NCPA - National Center for Policy Analysis


April 24, 2008

While it may seem as though the Swedish tax rates are off the chart compared to American taxes, it would not take us long to get there if the United States made the mistake of adopting socialized medicine for all, says Sven R. Larson, founder and president of the Hill City Skunkworks, a public policy research firm.

For instance:

  • It has been estimated that a Swedish-style single health insurance system in America would cost the median-income household some $17,200 per year in health care taxes.
  • Even if this were to replace the cost of private insurance policies, it is far from certain that employers would pass savings along to worker's salaries.
  • Some suggest a business tax to pay for a single-payer system; that would effectively be the same as a tax on working families, either in the form of lower salaries or fewer jobs, or in the form of a mark-up on business sales.
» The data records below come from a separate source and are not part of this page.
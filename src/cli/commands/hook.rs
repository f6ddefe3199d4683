use anyhow::{bail, Context, Result};
use serde_json::Value;

use crate::cli::commands::with_context;
use crate::hooks::{HookOutcome, HookType};

pub struct HookCommand {
    pub hook_type: String,
    pub data: Option<String>,
    pub config: Option<String>,
}

impl HookCommand {
    pub async fn execute(&self) -> Result<()> {
        let hook_type: HookType = self.hook_type.parse()?;
        let data: Value = match &self.data {
            Some(raw) => serde_json::from_str(raw).context("--data must be a JSON object")?,
            None => Value::Object(Default::default()),
        };
        let context = with_context(self.config.as_deref())?;

        print!("🪝 Running {hook_type}... ");
        std::io::Write::flush(&mut std::io::stdout())?;
        let invocation = context.hooks().run_hook(hook_type, &data).await;

        match invocation.outcome {
            HookOutcome::NotConfigured => {
                println!("⏭️");
                println!("   No command is bound to {hook_type}");
                return Ok(());
            }
            HookOutcome::Succeeded => println!("✅ ({}ms)", invocation.duration_ms),
            HookOutcome::Failed => println!("❌ ({}ms)", invocation.duration_ms),
        }

        if !invocation.stdout.trim().is_empty() {
            println!("{}", invocation.stdout.trim_end());
        }
        if let Some(consensus) = &invocation.consensus {
            let marker = if consensus.validated { "✅" } else { "❌" };
            println!(
                "{marker} Consensus: {}/{} approvals (threshold {:.0}%)",
                consensus.approvals,
                consensus.total,
                consensus.threshold * 100.0
            );
            for verdict in &consensus.verdicts {
                println!("   👤 {}: {:?}", verdict.reviewer, verdict.verdict);
            }
        }

        if let Some(error) = &invocation.error {
            bail!("{hook_type} failed: {error}");
        }
        Ok(())
    }
}
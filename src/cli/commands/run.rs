use anyhow::{bail, Result};

use crate::cli::commands::with_context;
use crate::scheduler::{load_jobs, DelegatingOperation, JobStatus, OperationKind, RunOptions, SchedulerReport, Strategy};

pub struct RunCommand {
    pub jobs: String,
    pub strategy: String,
    pub max_concurrent: Option<usize>,
    pub operation: String,
    pub json: bool,
    pub config: Option<String>,
}

impl RunCommand {
    pub async fn execute(&self) -> Result<()> {
        let strategy: Strategy = self.strategy.parse()?;
        let operation: OperationKind = self.operation.parse()?;
        let jobs = load_jobs(&self.jobs)?;
        let context = with_context(self.config.as_deref())?;

        if context.registry().is_empty() {
            bail!("no workers configured; add [[workers]] entries to the configuration");
        }

        let mut options = RunOptions::new(strategy, operation);
        if let Some(max) = self.max_concurrent {
            options = options.with_max_concurrent(max);
        }

        if !self.json {
            println!(
                "🚀 Scheduling {} job(s) over {} worker(s) ({strategy}, {operation})...",
                jobs.len(),
                context.registry().len()
            );
            println!();
        }

        let report = context.scheduler(options).run(&jobs, &DelegatingOperation).await?;

        if self.json {
            println!("{}", serde_json::to_string_pretty(&report)?);
        } else {
            print_report(&report);
            context.cache().log_stats();
            context.metrics().log_stats();
        }

        if report.failed > 0 {
            bail!("{} of {} job(s) failed", report.failed, report.total);
        }
        Ok(())
    }
}

fn print_report(report: &SchedulerReport) {
    for result in &report.results {
        let marker = match result.status {
            JobStatus::Succeeded => "✅",
            JobStatus::Failed => "❌",
            JobStatus::Skipped => "⏭️ ",
            _ => "❔",
        };
        println!(
            "{marker} {} [batch {}, complexity {}] {}",
            result.job_id, result.batch_index, result.complexity, result.status
        );
        if !result.workers.is_empty() {
            println!("   👥 Workers: {}", result.workers.join(", "));
        }
        if let Some(summary) = &result.summary {
            println!("   📋 {summary}");
        }
        if let Some(error) = &result.error {
            println!("   ⚠️  {error}");
        }
    }

    println!();
    println!("📊 RUN SUMMARY ({})", report.correlation_id);
    println!("   Total: {}  Succeeded: {}  Failed: {}  Skipped: {}", report.total, report.succeeded, report.failed, report.skipped);
    println!("   Batches: {}  Duration: {}ms", report.batches, report.duration_ms);
    println!(
        "   Workload after run: {} active job(s), total load {}",
        report.workload.active_jobs, report.workload.total_load
    );
}
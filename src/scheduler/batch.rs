use serde::{Deserialize, Serialize};
use std::collections::BTreeMap;
use std::fmt;
use std::str::FromStr;

use crate::error::OrchestratorError;

#[derive(Debug, Clone, Copy, PartialEq, Eq, Default, Serialize, Deserialize)]
#[serde(rename_all = "lowercase")]
pub enum Strategy {
    /// One job per batch
    Sequential,
    /// Every ready job in one batch
    Parallel,
    /// Ready jobs grouped by complexity, sized against the worker budget
    #[default]
    Smart,
}

impl fmt::Display for Strategy {
    fn fmt(&self, f: &mut fmt::Formatter<'_>) -> fmt::Result {
        match self {
            Strategy::Sequential => write!(f, "sequential"),
            Strategy::Parallel => write!(f, "parallel"),
            Strategy::Smart => write!(f, "smart"),
        }
    }
}

impl FromStr for Strategy {
    type Err = OrchestratorError;

    fn from_str(s: &str) -> Result<Self, Self::Err> {
        match s.trim().to_ascii_lowercase().as_str() {
            "sequential" => Ok(Strategy::Sequential),
            "parallel" => Ok(Strategy::Parallel),
            "smart" => Ok(Strategy::Smart),
            other => Err(OrchestratorError::validation(format!(
                "unknown strategy '{other}' (expected sequential, parallel or smart)"
            ))),
        }
    }
}

/// What the planner needs to know about one job
#[derive(Debug, Clone, Copy, PartialEq, Eq)]
pub struct PlanItem {
    /// Position in the submitted list
    pub index: usize,
    pub complexity: u8,
    /// 0 without dependencies, else 1 + the deepest dependency level
    pub level: usize,
}

#[derive(Debug, Clone, PartialEq, Eq, Serialize)]
pub struct Batch {
    pub index: usize,
    /// Submission indexes of the jobs in this batch
    pub jobs: Vec<usize>,
}

/// Group jobs into batches that run one after another
///
/// `items` must already be in dependency order. Batches never mix levels, so
/// every dependency of a job finishes in an earlier batch.
pub fn plan_batches(
    strategy: Strategy,
    items: &[PlanItem],
    worker_budget: usize,
    max_smart_batch_size: usize,
) -> Vec<Batch> {
    let groups: Vec<Vec<usize>> = match strategy {
        Strategy::Sequential => items.iter().map(|item| vec![item.index]).collect(),
        Strategy::Parallel => by_level(items)
            .into_values()
            .map(|level| level.iter().map(|item| item.index).collect())
            .collect(),
        Strategy::Smart => by_level(items)
            .into_values()
            .flat_map(|level| smart_groups(level, worker_budget, max_smart_batch_size))
            .collect(),
    };

    groups
        .into_iter()
        .filter(|jobs| !jobs.is_empty())
        .enumerate()
        .map(|(index, jobs)| Batch { index, jobs })
        .collect()
}

fn by_level(items: &[PlanItem]) -> BTreeMap<usize, Vec<PlanItem>> {
    let mut levels: BTreeMap<usize, Vec<PlanItem>> = BTreeMap::new();
    for item in items {
        levels.entry(item.level).or_default().push(*item);
    }
    for level in levels.values_mut() {
        level.sort_by_key(|item| item.index);
    }
    levels
}

/// Jobs a sub-batch of complexity `c` may hold: `min(max, budget / (c * 2))`, at least one
pub fn smart_batch_size(complexity: u8, worker_budget: usize, max_smart_batch_size: usize) -> usize {
    let per_job = (complexity.max(1) as usize) * 2;
    max_smart_batch_size.min(worker_budget / per_job).max(1)
}

fn smart_groups(level: Vec<PlanItem>, worker_budget: usize, max_size: usize) -> Vec<Vec<usize>> {
    let mut by_complexity: BTreeMap<u8, Vec<usize>> = BTreeMap::new();
    for item in level {
        by_complexity.entry(item.complexity).or_default().push(item.index);
    }

    by_complexity
        .into_iter()
        .flat_map(|(complexity, jobs)| {
            let size = smart_batch_size(complexity, worker_budget, max_size);
            jobs.chunks(size).map(<[usize]>::to_vec).collect::<Vec<_>>()
        })
        .collect()
}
As in Sweden, politicians would promise to freeze the tax to pay for a hypothetical American single-payer system at a fixed rate.  However, over the past half century, U.S. medical costs have risen just over twice as fast as the payroll on which the tax would be levied.  To avoid raising the tax, Congress would have to have curbed spending one way or the other.

This would have resulted in a combination of three things:

  • A significant lag in implementing new medical technology.
  • Massive reductions in staff, beds, and number of clinics and hospitals
  • Widespread transfers of responsibilities for medical evaluations and treatment downward in the skills pyramid.

If we implement a universal, single-payer model in America today, the negative effects will reliably occur about a generation from now, says Larson.